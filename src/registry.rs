//! Supported-asset registry
//!
//! Gates every other operation: an asset must be registered and enabled before
//! the pool will touch it. Registration is privileged through an unforgeable
//! [`AdminCap`] minted once at construction — possession of the capability is
//! the authorization, there is no ambient caller identity.

use crate::core::error::PoolError;
use crate::core::token::FungibleToken;
use crate::core::types::{AccountId, AssetId};
use crate::engine::LoanRecord;
use crate::ledger::ShareLedger;
use std::collections::HashMap;
use std::sync::atomic::{AtomicBool, Ordering};
use std::sync::{Arc, RwLock};
use tracing::{debug, info};

/// Capability credential for registry administration. Cannot be constructed
/// outside this module and is deliberately not `Clone`; the single value
/// minted by [`AssetRegistry::new`] is the whole privileged role.
pub struct AdminCap {
    _private: (),
}

/// One registered asset: its enabled flag, bound token handle, vault account
/// and share ledger, plus the slot for the loan currently in flight.
pub struct AssetEntry {
    pub id: AssetId,
    enabled: AtomicBool,
    pub token: Arc<dyn FungibleToken>,
    pub vault: AccountId,
    pub ledger: tokio::sync::Mutex<ShareLedger>,
    pub(crate) active_loan: std::sync::Mutex<Option<LoanRecord>>,
}

impl std::fmt::Debug for AssetEntry {
    fn fmt(&self, f: &mut std::fmt::Formatter<'_>) -> std::fmt::Result {
        f.debug_struct("AssetEntry")
            .field("id", &self.id)
            .field("enabled", &self.is_enabled())
            .field("vault", &self.vault)
            .finish_non_exhaustive()
    }
}

impl AssetEntry {
    pub fn is_enabled(&self) -> bool {
        self.enabled.load(Ordering::SeqCst)
    }

    pub fn ensure_enabled(&self) -> Result<(), PoolError> {
        if self.is_enabled() {
            Ok(())
        } else {
            Err(PoolError::AssetDisabled(self.id.clone()))
        }
    }

    fn set_enabled(&self, enabled: bool) {
        self.enabled.store(enabled, Ordering::SeqCst);
    }
}

pub struct AssetRegistry {
    assets: RwLock<HashMap<AssetId, Arc<AssetEntry>>>,
}

impl AssetRegistry {
    /// Creates an empty registry and mints its administrative capability.
    pub fn new() -> (Self, AdminCap) {
        (
            Self {
                assets: RwLock::new(HashMap::new()),
            },
            AdminCap { _private: () },
        )
    }

    /// Registers or re-flags an asset. The first call for an id allocates a
    /// fresh ledger (zero shares, rate 1.0) and vault account and binds the
    /// token handle; later calls only flip the enabled flag and keep the
    /// existing ledger, so disabling never destroys depositor claims.
    pub fn set_asset(
        &self,
        _admin: &AdminCap,
        asset: AssetId,
        token: Arc<dyn FungibleToken>,
        enabled: bool,
    ) -> Result<Arc<AssetEntry>, PoolError> {
        let mut assets = self.assets.write().unwrap();
        if let Some(entry) = assets.get(&asset) {
            entry.set_enabled(enabled);
            debug!(asset = %asset, enabled, "updated asset flag");
            return Ok(Arc::clone(entry));
        }

        let vault = AccountId::new(format!("vault::{asset}"));
        let entry = Arc::new(AssetEntry {
            id: asset.clone(),
            enabled: AtomicBool::new(enabled),
            token,
            vault,
            ledger: tokio::sync::Mutex::new(ShareLedger::new(asset.clone())),
            active_loan: std::sync::Mutex::new(None),
        });
        assets.insert(asset.clone(), Arc::clone(&entry));
        info!(asset = %asset, enabled, "registered asset");
        Ok(entry)
    }

    pub fn is_enabled(&self, asset: &AssetId) -> bool {
        self.assets
            .read()
            .unwrap()
            .get(asset)
            .is_some_and(|entry| entry.is_enabled())
    }

    /// Looks up a registered asset, enabled or not.
    pub fn entry(&self, asset: &AssetId) -> Result<Arc<AssetEntry>, PoolError> {
        self.assets
            .read()
            .unwrap()
            .get(asset)
            .cloned()
            .ok_or_else(|| PoolError::UnknownAsset(asset.clone()))
    }

    pub fn entries(&self) -> Vec<Arc<AssetEntry>> {
        let mut entries: Vec<_> = self.assets.read().unwrap().values().cloned().collect();
        entries.sort_by(|a, b| a.id.cmp(&b.id));
        entries
    }
}

#[cfg(test)]
mod tests {
    use super::*;
    use crate::providers::memory_token::InMemoryToken;

    fn token() -> Arc<InMemoryToken> {
        Arc::new(InMemoryToken::new())
    }

    #[tokio::test]
    async fn test_unknown_asset_is_rejected() {
        let (registry, _admin) = AssetRegistry::new();
        let err = registry.entry(&AssetId::from("USDX")).unwrap_err();
        assert!(matches!(err, PoolError::UnknownAsset(_)));
        assert!(!registry.is_enabled(&AssetId::from("USDX")));
    }

    #[tokio::test]
    async fn test_first_enable_allocates_fresh_ledger() {
        let (registry, admin) = AssetRegistry::new();
        let entry = registry
            .set_asset(&admin, AssetId::from("USDX"), token(), true)
            .unwrap();

        assert!(entry.is_enabled());
        let ledger = entry.ledger.lock().await;
        assert_eq!(ledger.total_shares(), 0);
        assert_eq!(ledger.exchange_rate(), crate::core::types::SCALE);
        assert_eq!(entry.vault.as_str(), "vault::USDX");
    }

    #[tokio::test]
    async fn test_disabled_asset_fails_before_any_mutation() {
        let (registry, admin) = AssetRegistry::new();
        registry
            .set_asset(&admin, AssetId::from("USDX"), token(), true)
            .unwrap();
        registry
            .set_asset(&admin, AssetId::from("USDX"), token(), false)
            .unwrap();

        let entry = registry.entry(&AssetId::from("USDX")).unwrap();
        let err = entry.ensure_enabled().unwrap_err();
        assert!(matches!(err, PoolError::AssetDisabled(_)));
    }

    #[tokio::test]
    async fn test_re_enable_reuses_existing_ledger() {
        let (registry, admin) = AssetRegistry::new();
        let asset = AssetId::from("USDX");
        let entry = registry
            .set_asset(&admin, asset.clone(), token(), true)
            .unwrap();
        {
            let mut ledger = entry.ledger.lock().await;
            ledger.mint(&AccountId::from("alice"), 10_000).unwrap();
            ledger.realize_fee(3).unwrap();
        }
        let rate = entry.ledger.lock().await.exchange_rate();

        registry
            .set_asset(&admin, asset.clone(), token(), false)
            .unwrap();
        let entry = registry
            .set_asset(&admin, asset.clone(), token(), true)
            .unwrap();

        let ledger = entry.ledger.lock().await;
        assert_eq!(ledger.total_shares(), 10_000);
        assert_eq!(ledger.exchange_rate(), rate);
    }
}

-----

Find the lines above that contain "async" and report their number, without comment.

4